SQL> select vector_to_string(
vector_addition(
string_to_vector('[1,2,3]'),
string_to_vector('[4,5,6]')
)
) sum;
+---------------------------------------+
| sum |
+---------------------------------------+
| [5.00000e+00,7.00000e+00,9.00000e+00] |
+---------------------------------------+
1 row in set (0.0002 sec)
In comparison to the function developed in JavaScript in the previous article, this time we utilize the VECTOR datatype as both the input and output, we don’t use the string representation.
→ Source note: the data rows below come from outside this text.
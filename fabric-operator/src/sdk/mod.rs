//! Blockchain SDK access.

mod mock;
mod profile;
mod traits;

pub use mock::MockSdk;
pub use profile::{
    admin_identity, node_endpoint, node_profile_name, orderer_endpoint, NodeProfile, ADMIN_CERT_KEY, ADMIN_KEY_KEY,
    CA_CERT_KEY, PROFILE_KEY,
};
pub use traits::*;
We can test with the same table as in the previous post:
SQL> select id, vector_addition(vec1, vec2) vec_sum from t1;
+----+----------------------------+
| id | vec_sum |
+----+----------------------------+
| 1 | 0x0000C0400000404100000040 |
| 2 | 0x0000004066662A4200001C43 |
+----+----------------------------+
2 rows in set (0.0008 sec)
SQL> select id, vector_to_string(vector_addition(vec1, vec2)) vec_sum
from t1;
+----+---------------------------------------+
| id | vec_sum |
+----+---------------------------------------+
| 1 | [6.00000e+00,1.20000e+01,2.00000e+00] |
| 2 | [2.00000e+00,4.26000e+01,1.56000e+02] |
+----+---------------------------------------+
2 rows in set (0.0003 sec)
Conclusion
The VECTOR datatype is a valuable feature of MySQL 9.0 and can be extended with ease, much like other datatypes in MySQL, using your UDFs.
Extending MySQL using the Component Architecture is relatively straightforward but more complex to build and deploy in the cloud, where creating JavaScript functions is easier with MySQL HeatWave.
Enjoy MySQL, Vectors, and coding components in C++!